**Task directions:**
Output the data verbatim, with nothing added or dropped.

**Saved data entries:**
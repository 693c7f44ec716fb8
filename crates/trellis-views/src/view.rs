//! A minijinja view bound to its values.

use std::sync::Arc;

use minijinja::{Value, context};
use trellis_core::Result;
use trellis_core::template::{ContextSlot, Output, TemplateDescriptor, TemplateInstance};

use crate::bridge::ContextObject;
use crate::engine::Compiled;

/// View bound to the values of one render.
///
/// The request context is exposed to the view, and to every fragment it
/// includes or extends, as `N`.
#[derive(Debug)]
pub struct JinjaView {
    compiled: Arc<Compiled>,
    root: String,
    name: String,
    values: Value,
    slot: ContextSlot,
}

impl JinjaView {
    pub(crate) fn new(compiled: Arc<Compiled>, root: String, name: String, values: Value) -> Self {
        Self {
            compiled,
            root,
            name,
            values,
            slot: ContextSlot::new(),
        }
    }

    /// View name.
    #[must_use]
    pub fn name(&self) -> &str {
        &self.name
    }
}

impl TemplateInstance for JinjaView {
    fn descriptor(&self) -> TemplateDescriptor {
        let mut descriptor = TemplateDescriptor::html(self.root.clone(), self.name.clone());
        if let Some(view) = self.compiled.views.get(&self.name) {
            descriptor.content_type = view.config.content_type;
            descriptor.charset.clone_from(&view.config.charset);
        }
        descriptor
    }

    fn slot(&self) -> &ContextSlot {
        &self.slot
    }

    fn slot_mut(&mut self) -> &mut ContextSlot {
        &mut self.slot
    }

    fn render_body(&self, out: &mut Output) -> Result<()> {
        let n = ContextObject::value(Arc::clone(self.context()?));
        let template = self
            .compiled
            .env
            .get_template(&self.name)
            .map_err(|err| self.compiled.render_error(&self.root, &self.name, err))?;
        let rendered = template
            .render(context! { N => n, ..self.values.clone() })
            .map_err(|err| self.compiled.render_error(&self.root, &self.name, err))?;

        out.write_raw(&rendered);
        Ok(())
    }
}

**Solution for this exercise:**
repository 693c7f44ec716fb8
filename crates/trellis-views/src/view.rs
//! A minijinja view bound to its values.

use std::sync::Arc;

use minijinja::{Value, context};
use trellis_core::Result;
use trellis_core::template::{ContextSlot, Output, TemplateDescriptor, TemplateInstance};

use crate::bridge::ContextObject;
use crate::engine::Compiled;

/// View bound to the values of one render.
///
/// The request context is exposed to the view, and to every fragment it
/// includes or extends, as `N`.
#[derive(Debug)]
pub struct JinjaView {
    compiled: Arc<Compiled>,
    root: String,
    name: String,
    values: Value,
    slot: ContextSlot,
}

impl JinjaView {
    pub(crate) fn new(compiled: Arc<Compiled>, root: String, name: String, values: Value) -> Self {
        Self {
            compiled,
            root,
            name,
            values,
            slot: ContextSlot::new(),
        }
    }

    /// View name.
    #[must_use]
    pub fn name(&self) -> &str {
        &self.name
    }
}

impl TemplateInstance for JinjaView {
    fn descriptor(&self) -> TemplateDescriptor {
        let mut descriptor = TemplateDescriptor::html(self.root.clone(), self.name.clone());
        if let Some(view) = self.compiled.views.get(&self.name) {
            descriptor.content_type = view.config.content_type;
            descriptor.charset.clone_from(&view.config.charset);
        }
        descriptor
    }

    fn slot(&self) -> &ContextSlot {
        &self.slot
    }

    fn slot_mut(&mut self) -> &mut ContextSlot {
        &mut self.slot
    }

    fn render_body(&self, out: &mut Output) -> Result<()> {
        let n = ContextObject::value(Arc::clone(self.context()?));
        let template = self
            .compiled
            .env
            .get_template(&self.name)
            .map_err(|err| self.compiled.render_error(&self.root, &self.name, err))?;
        let rendered = template
            .render(context! { N => n, ..self.values.clone() })
            .map_err(|err| self.compiled.render_error(&self.root, &self.name, err))?;

        out.write_raw(&rendered);
        Ok(())
    }
}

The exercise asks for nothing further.